Provide again, from the entries below, every line from the one containing "self.records.get(row)?.get(index)" through the one containing "pub fn encode(&self)", exactly as written, and no other line.

START Supplied entries

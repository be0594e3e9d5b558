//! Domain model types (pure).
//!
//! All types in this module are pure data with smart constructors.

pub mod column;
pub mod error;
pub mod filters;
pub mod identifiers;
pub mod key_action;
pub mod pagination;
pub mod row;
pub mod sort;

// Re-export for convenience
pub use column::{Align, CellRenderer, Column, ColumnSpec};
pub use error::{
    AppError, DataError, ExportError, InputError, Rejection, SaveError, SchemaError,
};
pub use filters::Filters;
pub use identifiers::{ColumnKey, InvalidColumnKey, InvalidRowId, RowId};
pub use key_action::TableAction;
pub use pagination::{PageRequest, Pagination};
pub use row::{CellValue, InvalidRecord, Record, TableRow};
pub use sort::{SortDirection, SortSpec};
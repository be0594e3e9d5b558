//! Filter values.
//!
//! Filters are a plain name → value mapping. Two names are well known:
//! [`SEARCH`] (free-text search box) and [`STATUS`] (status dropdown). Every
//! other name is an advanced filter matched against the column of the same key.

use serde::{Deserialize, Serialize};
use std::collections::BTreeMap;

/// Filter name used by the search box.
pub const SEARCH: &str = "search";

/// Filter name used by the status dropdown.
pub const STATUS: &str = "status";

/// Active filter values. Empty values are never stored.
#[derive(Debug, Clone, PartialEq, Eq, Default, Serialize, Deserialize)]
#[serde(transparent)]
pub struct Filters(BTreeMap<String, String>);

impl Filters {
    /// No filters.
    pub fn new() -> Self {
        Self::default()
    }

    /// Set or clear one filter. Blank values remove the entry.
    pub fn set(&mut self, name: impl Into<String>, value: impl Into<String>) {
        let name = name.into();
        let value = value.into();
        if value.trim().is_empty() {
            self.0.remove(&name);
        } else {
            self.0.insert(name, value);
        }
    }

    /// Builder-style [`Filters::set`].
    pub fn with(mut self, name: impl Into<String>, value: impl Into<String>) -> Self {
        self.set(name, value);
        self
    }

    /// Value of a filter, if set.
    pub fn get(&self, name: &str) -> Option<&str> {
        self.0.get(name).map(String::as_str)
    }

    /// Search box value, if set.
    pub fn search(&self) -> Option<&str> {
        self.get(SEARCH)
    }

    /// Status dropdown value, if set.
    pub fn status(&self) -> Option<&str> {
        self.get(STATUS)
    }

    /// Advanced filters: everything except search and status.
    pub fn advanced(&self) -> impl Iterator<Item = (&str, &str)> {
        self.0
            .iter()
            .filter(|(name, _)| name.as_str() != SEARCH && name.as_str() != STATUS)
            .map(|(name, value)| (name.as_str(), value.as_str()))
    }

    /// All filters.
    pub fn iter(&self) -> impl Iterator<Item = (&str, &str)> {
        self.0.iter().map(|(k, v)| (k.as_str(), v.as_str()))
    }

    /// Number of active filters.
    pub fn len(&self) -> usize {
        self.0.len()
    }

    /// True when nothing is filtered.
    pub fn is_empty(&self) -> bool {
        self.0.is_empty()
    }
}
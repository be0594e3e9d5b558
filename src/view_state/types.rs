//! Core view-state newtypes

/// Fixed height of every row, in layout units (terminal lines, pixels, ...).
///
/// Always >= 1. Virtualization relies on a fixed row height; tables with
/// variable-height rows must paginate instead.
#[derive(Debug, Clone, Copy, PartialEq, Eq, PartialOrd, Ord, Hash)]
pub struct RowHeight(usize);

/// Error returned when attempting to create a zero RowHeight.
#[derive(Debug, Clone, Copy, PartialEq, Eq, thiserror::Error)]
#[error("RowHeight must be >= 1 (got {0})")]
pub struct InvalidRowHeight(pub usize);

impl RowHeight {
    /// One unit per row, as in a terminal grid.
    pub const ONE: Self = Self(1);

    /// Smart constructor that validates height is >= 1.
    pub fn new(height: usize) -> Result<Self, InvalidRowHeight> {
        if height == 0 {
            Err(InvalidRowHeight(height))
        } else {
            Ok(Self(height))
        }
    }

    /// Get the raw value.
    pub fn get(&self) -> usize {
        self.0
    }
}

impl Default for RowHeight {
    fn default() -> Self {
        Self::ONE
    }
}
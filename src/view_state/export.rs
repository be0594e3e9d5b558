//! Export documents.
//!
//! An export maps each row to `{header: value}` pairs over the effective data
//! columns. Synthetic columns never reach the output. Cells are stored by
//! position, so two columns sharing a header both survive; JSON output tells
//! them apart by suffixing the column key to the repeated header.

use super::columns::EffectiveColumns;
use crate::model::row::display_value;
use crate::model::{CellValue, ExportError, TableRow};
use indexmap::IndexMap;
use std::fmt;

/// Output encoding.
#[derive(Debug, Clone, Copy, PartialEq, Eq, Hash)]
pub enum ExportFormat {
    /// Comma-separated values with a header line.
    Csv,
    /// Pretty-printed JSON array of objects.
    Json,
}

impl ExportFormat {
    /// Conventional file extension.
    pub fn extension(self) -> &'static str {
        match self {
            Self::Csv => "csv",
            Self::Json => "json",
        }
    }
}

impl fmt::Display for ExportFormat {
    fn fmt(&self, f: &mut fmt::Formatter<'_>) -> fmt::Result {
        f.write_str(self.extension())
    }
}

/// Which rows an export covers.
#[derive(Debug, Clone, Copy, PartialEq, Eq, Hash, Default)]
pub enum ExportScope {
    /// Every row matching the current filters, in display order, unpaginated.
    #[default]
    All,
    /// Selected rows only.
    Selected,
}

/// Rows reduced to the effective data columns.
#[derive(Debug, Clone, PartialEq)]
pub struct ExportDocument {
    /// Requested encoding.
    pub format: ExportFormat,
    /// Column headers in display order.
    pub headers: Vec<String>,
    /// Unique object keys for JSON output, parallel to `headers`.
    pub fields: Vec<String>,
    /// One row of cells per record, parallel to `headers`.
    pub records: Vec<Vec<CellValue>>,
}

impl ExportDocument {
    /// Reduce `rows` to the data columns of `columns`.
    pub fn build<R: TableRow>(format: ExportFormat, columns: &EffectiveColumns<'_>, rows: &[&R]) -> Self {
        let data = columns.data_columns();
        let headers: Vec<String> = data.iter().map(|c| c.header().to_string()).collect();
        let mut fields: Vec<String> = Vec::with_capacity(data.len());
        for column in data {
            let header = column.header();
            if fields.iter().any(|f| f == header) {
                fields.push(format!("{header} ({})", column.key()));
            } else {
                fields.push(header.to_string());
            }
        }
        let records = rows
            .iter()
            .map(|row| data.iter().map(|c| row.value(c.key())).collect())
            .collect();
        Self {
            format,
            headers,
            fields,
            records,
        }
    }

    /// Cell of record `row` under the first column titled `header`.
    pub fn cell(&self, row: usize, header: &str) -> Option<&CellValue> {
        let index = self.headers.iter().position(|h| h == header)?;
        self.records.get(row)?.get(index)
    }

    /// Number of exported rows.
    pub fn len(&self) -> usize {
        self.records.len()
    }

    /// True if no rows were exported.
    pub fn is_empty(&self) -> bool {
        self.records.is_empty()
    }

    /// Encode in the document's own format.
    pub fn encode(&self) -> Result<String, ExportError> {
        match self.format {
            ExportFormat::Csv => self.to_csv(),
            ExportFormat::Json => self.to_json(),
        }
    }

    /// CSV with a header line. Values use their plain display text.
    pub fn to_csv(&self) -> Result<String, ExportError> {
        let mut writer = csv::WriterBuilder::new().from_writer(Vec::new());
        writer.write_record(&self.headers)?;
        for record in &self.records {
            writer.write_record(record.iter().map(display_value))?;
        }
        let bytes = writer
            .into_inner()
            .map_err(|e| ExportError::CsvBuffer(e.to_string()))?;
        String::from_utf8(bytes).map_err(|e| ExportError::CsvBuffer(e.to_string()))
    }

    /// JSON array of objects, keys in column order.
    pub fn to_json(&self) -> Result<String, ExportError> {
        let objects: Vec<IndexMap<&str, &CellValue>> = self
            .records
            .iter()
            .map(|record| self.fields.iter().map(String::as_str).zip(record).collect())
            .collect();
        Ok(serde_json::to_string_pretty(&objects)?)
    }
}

END Supplied entries

Solution:
        self.records.get(row)?.get(index)
    }

    /// Number of exported rows.
    pub fn len(&self) -> usize {
        self.records.len()
    }

    /// True if no rows were exported.
    pub fn is_empty(&self) -> bool {
        self.records.is_empty()
    }

    /// Encode in the document's own format.
    pub fn encode(&self) -> Result<String, ExportError> {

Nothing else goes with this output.